**WHAT IS REQUIRED**
Among the records, which lines include "SignatureReader"? List them.

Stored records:
------------------------------------------------------------

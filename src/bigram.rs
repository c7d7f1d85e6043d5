use crate::constants::BIGRAM_HASH_SIZE;
use crate::hash::hash_bigram;
use crate::signature::{SignatureReader, SignatureWriter};
use crate::unigram::UnigramTable;
use crate::errors::KernelResult;

/// Lion's single-slot, 8-bit-hashed bigram table: one remembered 16-bit
/// value per bucket, no MRU row beyond that.
pub struct BigramTable {
  slots: Vec<u16>,
}

impl BigramTable {
  pub fn new() -> Self {
    BigramTable { slots: vec![0_u16; BIGRAM_HASH_SIZE] }
  }

  pub fn reset(&mut self) {
    self.slots.iter_mut().for_each(|s| *s = 0);
  }

  pub fn update(&mut self, bigram: u16) {
    self.slots[hash_bigram(bigram) as usize] = bigram;
  }

  fn lookup(&self, bigram: u16) -> bool {
    self.slots[hash_bigram(bigram) as usize] == bigram
  }
}

impl Default for BigramTable {
  fn default() -> Self {
    Self::new()
  }
}

/// Decomposes a dictionary-missed chunk into its two on-the-wire bigrams
/// (low half, high half) plus the two table-maintenance-only bigrams
/// (interior, cross-boundary with the previous chunk).
pub fn chunk_bigrams(last_chunk: u32, chunk: u32) -> (u16, u16, u16, u16) {
  let bigram_a = (chunk & 0xFFFF) as u16;
  let bigram_c = ((chunk >> 16) & 0xFFFF) as u16;
  let bigram_b = ((chunk >> 8) & 0xFFFF) as u16;
  let bigram_p = ((last_chunk >> 24) | ((chunk & 0xFF) << 8)) as u16;
  (bigram_a, bigram_b, bigram_c, bigram_p)
}

/// Emits one on-the-wire bigram (`bigram_a` or `bigram_c`): a dictionary hit
/// as a flag bit plus an 8-bit hash, or a miss routed through the unigram
/// emitter with a bigram-plain fallback.
pub fn emit_bigram(writer: &mut SignatureWriter, table: &BigramTable, unigrams: &mut UnigramTable, bigram: u16) {
  if table.lookup(bigram) {
    writer.push(1, 1);
    writer.push_byte(hash_bigram(bigram));
    return;
  }

  let lo = (bigram & 0xFF) as u8;
  let hi = (bigram >> 8) as u8;
  let lo_code = unigrams.encode(lo);
  // the high byte is only looked up once the low byte actually produced a
  // code; a low-byte miss forces the plain fallback before `hi` is ever
  // consulted, so its table entry is left untouched.
  let hi_code = lo_code.and_then(|_| unigrams.encode(hi));

  match (lo_code, hi_code) {
    (Some(lo_c), Some(hi_c)) => {
      writer.push(0, 1);
      writer.push(0, 1); // secondary-encoded sub-flag: both bytes index-coded
      writer.push(lo_c.0, lo_c.1);
      writer.push(hi_c.0, hi_c.1);
    }
    _ => {
      writer.push(0, 1);
      writer.push(1, 1); // bigram-plain sub-flag
      writer.push_byte(lo);
      writer.push_byte(hi);
    }
  }
}

/// Decodes one on-the-wire bigram, mirroring `emit_bigram`.
pub fn read_bigram(reader: &mut SignatureReader, table: &BigramTable, unigrams: &mut UnigramTable) -> KernelResult<u16> {
  if reader.read_bit()? {
    let h = reader.read_byte()?;
    return Ok(table.slots[h as usize]);
  }

  if reader.read_bit()? {
    // bigram-plain: the encoder ran the unigram lookup on the low byte, and
    // only consulted the high byte if that lookup produced a code; replay
    // the identical conditional mutation here.
    let lo = reader.read_byte()?;
    let hi = reader.read_byte()?;
    let lo_code = unigrams.encode(lo);
    if lo_code.is_some() {
      unigrams.encode(hi);
    }
    Ok((lo as u16) | ((hi as u16) << 8))
  } else {
    let lo = unigrams.decode(reader)?;
    let hi = unigrams.decode(reader)?;
    Ok((lo as u16) | ((hi as u16) << 8))
  }
}
use crate::bigram::{chunk_bigrams, emit_bigram, BigramTable};
use crate::config::KernelConfig;
use crate::constants::{BYTES_PER_CHUNK, MIN_OUTPUT_LOOKAHEAD, UNIT_BYTES};
use crate::dictionary::{Dictionary, Lookup};
use crate::errors::KernelResult;
use crate::form::{FormId, FormTable};
use crate::location::OutputLocation;
use crate::signature::SignatureWriter;
use crate::state::{BlockCounters, ProcessLabel, StateCode};
use crate::teleport::Teleport;
use crate::unigram::UnigramTable;

/// Resumable Lion encoder. Owns every piece of per-stream state described in
/// the dictionary, the bigram and unigram tables,
/// the adaptive form-rank coder, the in-progress signature, and the saved
/// process label that lets `continue_` pick up where a prior call stalled.
pub struct LionEncoder {
  dict: Dictionary,
  bigrams: BigramTable,
  unigrams: UnigramTable,
  forms: FormTable,
  writer: SignatureWriter,
  counters: BlockCounters,
  label: ProcessLabel,
  config: KernelConfig,
}

impl LionEncoder {
  pub fn new(config: KernelConfig) -> Self {
    tracing::debug!(?config, "initializing lion encoder");
    let reset_cycle = config.reset_cycle;
    LionEncoder {
      dict: Dictionary::new(),
      bigrams: BigramTable::new(),
      unigrams: UnigramTable::new(),
      forms: FormTable::new(),
      writer: SignatureWriter::default(),
      counters: BlockCounters::new(reset_cycle),
      label: ProcessLabel::PrepareNewBlock,
      config,
    }
  }

  pub fn byte_size(&self) -> usize {
    self.writer.byte_size()
  }

  /// Whether the dictionary is currently in its fresh-init state, for
  /// verifying the block-reset property.
  #[cfg(test)]
  pub(crate) fn dict_is_fresh(&self) -> bool {
    self.dict.is_fresh()
  }

  fn reset_block_dictionaries(&mut self) {
    tracing::trace!("resetting dictionary for parallel-decompressible block boundary");
    self.dict.reset();
    self.bigrams.reset();
    self.unigrams.reset();
  }

  /// Encodes one 4-byte chunk: classifies it against the dictionary and
  /// predictor, emits the form code, and for a dictionary miss runs the
  /// bigram/unigram fallback pipeline.
  fn encode_chunk(&mut self, chunk: u32) {
    let prev_chunk = self.dict.last_chunk;
    let (lookup, hash) = self.dict.classify_and_update(chunk);

    match lookup {
      Lookup::Prediction => {
        self.forms.encode(&mut self.writer, FormId::ChunkPrediction);
      }
      Lookup::RowA => {
        self.forms.encode(&mut self.writer, FormId::ChunkDictA);
        self.writer.push_bytes(&hash.to_le_bytes());
      }
      Lookup::RowB => {
        self.forms.encode(&mut self.writer, FormId::ChunkDictB);
        self.writer.push_bytes(&hash.to_le_bytes());
      }
      Lookup::Miss => {
        self.forms.encode(&mut self.writer, FormId::SecondaryAccess);
        let (bigram_a, bigram_b, bigram_c, bigram_p) = chunk_bigrams(prev_chunk, chunk);
        emit_bigram(&mut self.writer, &self.bigrams, &mut self.unigrams, bigram_a);
        emit_bigram(&mut self.writer, &self.bigrams, &mut self.unigrams, bigram_c);
        self.bigrams.update(bigram_p);
        self.bigrams.update(bigram_a);
        self.bigrams.update(bigram_b);
        self.bigrams.update(bigram_c);
      }
    }
  }

  /// Runs the block/unit scheduler until it must
  /// stall, or until an efficiency-check / new-block interrupt needs the
  /// caller's attention. Safe to call again after either: it resumes from
  /// the saved process label.
  pub fn continue_(&mut self, input: &mut Teleport, out: &mut OutputLocation) -> KernelResult<StateCode> {
    loop {
      // number of 64-bit signature words actually flushed since the current
      // block started, per spec §3's `count_since_new_block` -- not a count
      // of units processed.
      let signatures_in_block = self.writer.signatures_flushed() - self.counters.block_start_signatures;

      match self.label {
        ProcessLabel::PrepareNewBlock => {
          if !out.has_room_for(MIN_OUTPUT_LOOKAHEAD) {
            tracing::trace!(available = out.available(), "stalling on output at PREPARE_NEW_BLOCK");
            return Ok(StateCode::StallOnOutput);
          }
          if !self.counters.efficiency_checked
            && signatures_in_block == self.config.efficiency_check_signatures as u64
          {
            self.counters.efficiency_checked = true;
            tracing::trace!("efficiency check interrupt");
            return Ok(StateCode::InfoEfficiencyCheck);
          }
          if signatures_in_block >= self.config.block_signatures as u64 {
            self.counters.block_start_signatures = self.writer.signatures_flushed();
            self.counters.efficiency_checked = false;
            if self.config.parallel_decompressible {
              if self.counters.reset_cycle_remaining == 0 {
                self.reset_block_dictionaries();
                self.counters.reset_cycle_remaining = self.config.reset_cycle.saturating_sub(1);
              } else {
                self.counters.reset_cycle_remaining -= 1;
              }
            }
            tracing::trace!("new block interrupt");
            return Ok(StateCode::InfoNewBlock);
          }
          self.label = ProcessLabel::CheckSignatureState;
        }
        ProcessLabel::CheckSignatureState => {
          if !out.has_room_for(MIN_OUTPUT_LOOKAHEAD) {
            tracing::trace!(available = out.available(), "stalling on output at CHECK_SIGNATURE_STATE");
            return Ok(StateCode::StallOnOutput);
          }
          // a unit processed since the last visit to PREPARE_NEW_BLOCK may
          // have flushed enough signature words to cross a threshold;
          // route back there to raise the interrupt before reading more.
          if signatures_in_block >= self.config.block_signatures as u64
            || (!self.counters.efficiency_checked
              && signatures_in_block >= self.config.efficiency_check_signatures as u64)
          {
            self.label = ProcessLabel::PrepareNewBlock;
            continue;
          }
          self.label = ProcessLabel::ReadChunk;
        }
        ProcessLabel::ReadChunk => {
          let unit = match input.read(UNIT_BYTES) {
            Some(u) => u,
            None => {
              tracing::trace!("stalling on input at READ_CHUNK");
              return Ok(StateCode::StallOnInput);
            }
          };
          for chunk_bytes in unit.chunks_exact(BYTES_PER_CHUNK) {
            let chunk = u32::from_le_bytes([
              chunk_bytes[0],
              chunk_bytes[1],
              chunk_bytes[2],
              chunk_bytes[3],
            ]);
            self.encode_chunk(chunk);
          }
          out.advance(MIN_OUTPUT_LOOKAHEAD.min(out.available()));
          self.label = ProcessLabel::CheckSignatureState;
        }
      }
    }
  }

  /// Drains any input shorter than a full unit, chunk by chunk, then emits
  /// the end-of-stream sentinel and copies the final 1-3 leftover bytes
  /// verbatim.
  pub fn finish(&mut self, input: &mut Teleport) {
    tracing::debug!("finishing lion stream");
    while let Some(bytes) = input.read(BYTES_PER_CHUNK) {
      let chunk = u32::from_le_bytes([bytes[0], bytes[1], bytes[2], bytes[3]]);
      self.encode_chunk(chunk);
    }

    // end-of-stream sentinel: reuses the chunk-dict-A rank code with no
    // payload, recognized by the decoder's symmetric finish() because it
    // already knows how many real chunks remain from the external length.
    self.forms.encode(&mut self.writer, FormId::ChunkDictA);
    self.writer.flush_partial();

    let trailing = input.copy_remaining();
    self.writer.push_bytes(trailing);
  }

  pub fn into_bytes(self) -> Vec<u8> {
    self.writer.into_bytes()
  }
}
/// The kernel's observable return value after a `continue`/`finish` call.
#[derive(Clone, Copy, Debug, PartialEq, Eq)]
pub enum StateCode {
  Ready,
  StallOnInput,
  StallOnOutput,
  InfoEfficiencyCheck,
  InfoNewBlock,
}

/// Resumption point of the block/unit scheduler, saved across stalls.
#[derive(Clone, Copy, Debug, PartialEq, Eq)]
pub enum ProcessLabel {
  PrepareNewBlock,
  CheckSignatureState,
  ReadChunk,
}

/// Per-stream bookkeeping for the block/efficiency-check/reset-cycle cadence
/// shared by the encode and decode schedulers.
///
/// `signatures_in_block` on the encoder side is *derived*, not incremented
/// directly: it's the number of 64-bit signature words actually flushed
/// since `block_start_signatures`, per spec §3's `count_since_new_block`.
/// The decoder has no flush machinery of its own and keeps counting units.
#[derive(Clone, Copy)]
pub struct BlockCounters {
  pub signatures_in_block: u32,
  pub block_start_signatures: u64,
  pub efficiency_checked: bool,
  pub reset_cycle_remaining: u32,
}

impl BlockCounters {
  pub fn new(preferred_reset_cycle: u32) -> Self {
    BlockCounters {
      signatures_in_block: 0,
      block_start_signatures: 0,
      efficiency_checked: false,
      reset_cycle_remaining: preferred_reset_cycle,
    }
  }
}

------------------------------------------------------------

**SOLUTION**
use crate::signature::{SignatureReader, SignatureWriter};
pub fn read_bigram(reader: &mut SignatureReader, table: &BigramTable, unigrams: &mut UnigramTable) -> KernelResult<u16> {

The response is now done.